Introduction: Stress ulceration of the gastrointestinal tract causes overt and clinically important bleeding in critically ill patients. It is suggested that Mechanical Ventilation (MV) is one of the most significant risk factors of Gastrointestinal Bleeding (GIB) in the intensive care unit. Very few studies have reported the incidence of GIB in MV patients. We aimed at analyzing data about this complication in MV patients in united states. Methods: We analyzed the National Inpatient Sample (NIS) database years 2002-2014 to identify hospitalizations in which MV was performed (ICD-9 CM code 96.70, 96.71 & 96.72). Hospitalizations complicated by GIB in this cohort were then identified. All primary admissions of GIB were excluded to minimize the bias.
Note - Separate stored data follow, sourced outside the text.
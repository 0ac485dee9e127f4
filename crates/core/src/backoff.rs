//! Exponential back-off for provider retries.

use std::time::Duration;

/// Tunable parameters for retrying transport failures.
#[derive(Debug, Clone, PartialEq)]
pub struct RetryPolicy {
    /// Total number of attempts, including the first one.
    pub max_attempts: u32,
    /// Delay before the second attempt.
    pub initial_delay: Duration,
    /// Upper bound on the delay between attempts.
    pub max_delay: Duration,
    /// Factor by which the delay grows after each failure.
    pub multiplier: f64,
}

impl Default for RetryPolicy {
    fn default() -> Self {
        Self {
            max_attempts: 5,
            initial_delay: Duration::from_millis(500),
            max_delay: Duration::from_secs(5),
            multiplier: 2.0,
        }
    }
}

impl RetryPolicy {
    /// A policy that never retries.
    pub fn no_retry() -> Self {
        Self {
            max_attempts: 1,
            ..Self::default()
        }
    }

    /// Whether another attempt is allowed after `attempt` attempts have run.
    pub fn allows_another(&self, attempt: u32) -> bool {
        attempt < self.max_attempts.max(1)
    }

    /// Delay to wait after the `attempt`-th failure (1-based).
    pub fn delay_for(&self, attempt: u32) -> Duration {
        let mut delay = self.initial_delay.min(self.max_delay);
        for _ in 1..attempt {
            delay = self.next_delay(delay);
        }
        delay
    }

    /// Calculate the next delay from the current one, clamped to
    /// [`RetryPolicy::max_delay`].
    pub fn next_delay(&self, current: Duration) -> Duration {
        let next_ms = (current.as_millis() as f64 * self.multiplier) as u64;
        Duration::from_millis(next_ms).min(self.max_delay)
    }
}
//! PostgreSQL models and repositories for the ingest gateway.
//!
//! Repositories are zero-sized structs with associated async functions
//! taking the pool (or a connection, when the caller needs the write to
//! join a transaction).

use sqlx::postgres::PgPoolOptions;

pub mod models;
pub mod repositories;

pub type DbPool = sqlx::PgPool;

/// Create a connection pool from a database URL.
pub async fn create_pool(database_url: &str, max_connections: u32) -> Result<DbPool, sqlx::Error> {
    PgPoolOptions::new()
        .max_connections(max_connections)
        .connect(database_url)
        .await
}

/// Round-trip a trivial query to verify the database is reachable.
pub async fn health_check(pool: &DbPool) -> Result<(), sqlx::Error> {
    sqlx::query("SELECT 1").execute(pool).await?;
    Ok(())
}

/// Apply the embedded migrations.
pub async fn run_migrations(pool: &DbPool) -> Result<(), sqlx::migrate::MigrateError> {
    sqlx::migrate!("./migrations").run(pool).await
}
//! Google Gemini `generateContent` adapter.
//!
//! Gemini answers synchronously; [`PendingCalls`] adapts the call to the
//! submit/poll contract. The same adapter serves Gemini 3 Pro with its own
//! default model.

use std::time::Duration;

use async_trait::async_trait;
use base64::engine::general_purpose::STANDARD as BASE64;
use base64::Engine as _;
use serde_json::{json, Value};

use crate::adapter::{
    JobContext, PayloadBody, PollStatus, ProviderAdapter, ProviderError, ProviderPayload,
    ProviderResult,
};
use crate::http;
use crate::pending::{self, CallResult, PendingCalls};
use crate::registry::ProviderId;

pub const DEFAULT_API_URL: &str = "https://generativelanguage.googleapis.com/v1beta";
pub const DEFAULT_MODEL: &str = "gemini-2.5-flash-image";
pub const GEMINI_3_PRO_MODEL: &str = "gemini-3-pro-image-preview";
const DEFAULT_OUTPUT_MIME: &str = "image/png";

#[derive(Debug, Clone)]
pub struct GeminiConfig {
    pub api_key: Option<String>,
    pub api_url: String,
    /// Model used when the slot settings name none.
    pub default_model: String,
    /// Upper bound for a single `generateContent` call.
    pub request_timeout: Duration,
}

impl Default for GeminiConfig {
    fn default() -> Self {
        Self {
            api_key: None,
            api_url: DEFAULT_API_URL.to_string(),
            default_model: DEFAULT_MODEL.to_string(),
            request_timeout: Duration::from_secs(60),
        }
    }
}

pub struct GeminiAdapter {
    id: ProviderId,
    client: reqwest::Client,
    config: GeminiConfig,
    pending: PendingCalls,
}

impl GeminiAdapter {
    pub fn new(client: reqwest::Client, config: GeminiConfig) -> Self {
        Self::with_id(ProviderId::Gemini, client, config)
    }

    /// Gemini 3 Pro: same API, preview image model by default.
    pub fn gemini_3_pro(client: reqwest::Client, config: GeminiConfig) -> Self {
        let config = GeminiConfig {
            default_model: GEMINI_3_PRO_MODEL.to_string(),
            ..config
        };
        Self::with_id(ProviderId::Gemini3Pro, client, config)
    }

    fn with_id(id: ProviderId, client: reqwest::Client, config: GeminiConfig) -> Self {
        Self {
            id,
            client,
            config,
            pending: PendingCalls::new(id),
        }
    }
}

#[async_trait]
impl ProviderAdapter for GeminiAdapter {
    fn provider_id(&self) -> ProviderId {
        self.id
    }

    fn prepare_payload(&self, ctx: &JobContext) -> Result<ProviderPayload, ProviderError> {
        let prompt = ctx.require_prompt()?;
        let ingest = ctx.require_payload()?;

        let model = ctx
            .setting_str("model")
            .unwrap_or(&self.config.default_model);
        let output_mime = ctx
            .settings
            .get("output")
            .and_then(|o| o.get("mime_type"))
            .and_then(Value::as_str)
            .unwrap_or(DEFAULT_OUTPUT_MIME);

        let inline = |mime_type: &str, bytes: &[u8]| {
            json!({ "inline_data": { "mime_type": mime_type, "data": BASE64.encode(bytes) } })
        };
        let mut parts = vec![inline(&ingest.mime_type, &ingest.bytes)];
        parts.extend(ctx.templates.iter().map(|t| inline(&t.mime_type, &t.bytes)));
        parts.push(json!({ "text": prompt }));

        let mut body = json!({
            "model": model,
            "contents": [{ "role": "user", "parts": parts }],
            "generationConfig": { "responseMimeType": output_mime },
        });
        if let Some(safety) = ctx.settings.get("safety_settings").filter(|v| !v.is_null()) {
            body["safetySettings"] = safety.clone();
        }

        Ok(ProviderPayload {
            endpoint: format!(
                "{}/models/{model}:generateContent",
                self.config.api_url.trim_end_matches('/')
            ),
            body: PayloadBody::Json(body),
            result_mime_hint: output_mime.to_string(),
        })
    }

    async fn submit_job(&self, payload: &ProviderPayload) -> Result<String, ProviderError> {
        let api_key = self.config.api_key.clone().ok_or_else(|| {
            ProviderError::semantic("missing_api_key", "GEMINI_API_KEY is not set")
        })?;

        let client = self.client.clone();
        let timeout = self.config.request_timeout;
        let call = pending::call(move |payload| {
            let client = client.clone();
            let api_key = api_key.clone();
            async move { generate_content(&client, &payload, &api_key, timeout).await }
        });
        Ok(self.pending.start(payload, call))
    }

    async fn poll_status(&self, reference: &str) -> Result<PollStatus, ProviderError> {
        self.pending.poll(reference).await
    }

    async fn cancel(&self, reference: &str) -> Result<(), ProviderError> {
        self.pending.cancel(reference);
        Ok(())
    }
}

/// Perform one `generateContent` call.
async fn generate_content(
    client: &reqwest::Client,
    payload: &ProviderPayload,
    api_key: &str,
    timeout: Duration,
) -> CallResult {
    let PayloadBody::Json(body) = &payload.body else {
        return Err(ProviderError::semantic(
            "invalid_payload",
            "Gemini payload must be JSON",
        ));
    };

    let response = client
        .post(&payload.endpoint)
        .header("x-goog-api-key", api_key)
        .timeout(timeout)
        .json(body)
        .send()
        .await
        .map_err(http::transport)?;

    let data: Value = http::parse_json(response).await?;
    parse_generate_response(&data, &payload.result_mime_hint)
}

/// Extract the first inline image from a `generateContent` response.
pub fn parse_generate_response(data: &Value, fallback_mime: &str) -> CallResult {
    let mut finish_reasons = Vec::new();
    let mut texts = Vec::new();

    let candidates = data
        .get("candidates")
        .and_then(Value::as_array)
        .map(Vec::as_slice)
        .unwrap_or_default();

    for candidate in candidates {
        if let Some(reason) = candidate.get("finishReason").and_then(Value::as_str) {
            finish_reasons.push(reason.to_string());
        }
        let parts = candidate
            .get("content")
            .and_then(|c| c.get("parts"))
            .and_then(Value::as_array)
            .map(Vec::as_slice)
            .unwrap_or_default();

        for part in parts {
            let inline = part.get("inline_data").or_else(|| part.get("inlineData"));
            if let Some(encoded) = inline
                .and_then(|i| i.get("data"))
                .and_then(Value::as_str)
                .filter(|d| !d.is_empty())
            {
                let mime_type = inline
                    .and_then(|i| i.get("mime_type").or_else(|| i.get("mimeType")))
                    .and_then(Value::as_str)
                    .unwrap_or(fallback_mime)
                    .to_string();
                let bytes = BASE64.decode(encoded).map_err(|e| {
                    ProviderError::semantic("invalid_response", format!("inline data is not base64: {e}"))
                })?;
                return Ok(ProviderResult { bytes, mime_type });
            }
            if let Some(text) = part.get("text").and_then(Value::as_str) {
                texts.push(text.to_string());
            }
        }
    }

    let mut details = Vec::new();
    if !finish_reasons.is_empty() {
        details.push(format!("Reasons: {}", finish_reasons.join(", ")));
    }
    if !texts.is_empty() {
        details.push(format!("Text: {}", http::truncate(&texts.join("; "), 200)));
    }
    let mut message = "response does not contain inline data".to_string();
    if !details.is_empty() {
        message.push_str(&format!(" ({})", details.join(", ")));
    }
    Err(ProviderError::semantic("no_image", message))
}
Prevalence of comorbidities was determined using Agency for Healthcare Research and Quality (AHRQ) comorbidity measures. Statistical significance of variation in the number of hospital discharges, demographics, cost of care, comorbidity measures and outcomes during the study period were determined using Cochran-Armitage trend test. Results: In 2002 there were 705806 hospitalizations with MV compared to 977560 in 2014. (P=<0.001). The percentage of MV hospitalizations complicated by GIB slightly increased from 7.43% in 2002 to 7.97% in 2014. The In-Hospital Mortality showed slightly improving trend from 46.7% in 2002 to 40.9% in 2014, but still the difference between the MV patients without GIB remains significant. The most commonly associated comorbidities in this cohort was alcoholism (14.1% Vs 8.8%, P=<0.001), congestive heart failure (24.6% Vs 22.6%, P=<0.001) coagulopathies (26.5% Vs 12.5%, P=<0.001), chronic liver disease (11.1% Vs 4.1%, P=<0.001), electrolytes disturbances (63.6% Vs 49.9%, P=<0.001) and chronic renal failure (21.3% vs 16.6%). There was a significant difference in median length of stay (8.22 Vs 11.89 days, P=<0.001) and median cost of care (73914 Vs 106740, P=<0.001) between MV hospitalizations without GIB than with GIB. Conclusion: In this analysis of inpatient sample of patients with MV, slight increase in incidence of GIB with associated high mortality is concerning, as there is more liberal use of proton pump inhibitors in these patients to prevent GIB. Further studies are needed to identify predictors of these trends and factors responsible for such outcomes to better elucidate and perhaps support our findings.